Saved entries —
※ ※ ※

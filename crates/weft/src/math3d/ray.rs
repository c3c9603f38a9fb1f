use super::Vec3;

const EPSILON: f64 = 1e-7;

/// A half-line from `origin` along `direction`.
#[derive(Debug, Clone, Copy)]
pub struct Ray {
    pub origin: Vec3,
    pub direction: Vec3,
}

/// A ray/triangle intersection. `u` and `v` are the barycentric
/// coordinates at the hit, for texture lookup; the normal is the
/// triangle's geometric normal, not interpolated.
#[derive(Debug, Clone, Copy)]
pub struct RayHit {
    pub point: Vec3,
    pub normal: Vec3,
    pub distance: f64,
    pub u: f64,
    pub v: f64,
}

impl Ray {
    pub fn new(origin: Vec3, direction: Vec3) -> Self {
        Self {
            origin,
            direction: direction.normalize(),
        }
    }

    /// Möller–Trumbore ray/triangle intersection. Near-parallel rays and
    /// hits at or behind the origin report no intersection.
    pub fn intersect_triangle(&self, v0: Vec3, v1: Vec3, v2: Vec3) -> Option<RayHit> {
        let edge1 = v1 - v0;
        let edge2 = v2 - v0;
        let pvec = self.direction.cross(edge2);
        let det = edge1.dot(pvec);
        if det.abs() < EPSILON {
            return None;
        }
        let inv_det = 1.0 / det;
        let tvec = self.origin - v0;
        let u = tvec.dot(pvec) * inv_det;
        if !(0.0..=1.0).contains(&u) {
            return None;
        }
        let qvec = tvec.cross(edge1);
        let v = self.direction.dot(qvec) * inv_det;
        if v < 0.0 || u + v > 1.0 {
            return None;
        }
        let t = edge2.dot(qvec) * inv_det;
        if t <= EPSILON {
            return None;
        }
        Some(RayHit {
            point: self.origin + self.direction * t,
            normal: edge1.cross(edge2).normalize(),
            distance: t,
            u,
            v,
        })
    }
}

※ ※ ※

What needs to be done —
Report each line in the entries where the string "RayHit" occurs.

Task answer —
pub struct RayHit {
    pub fn intersect_triangle(&self, v0: Vec3, v1: Vec3, v2: Vec3) -> Option<RayHit> {
        Some(RayHit {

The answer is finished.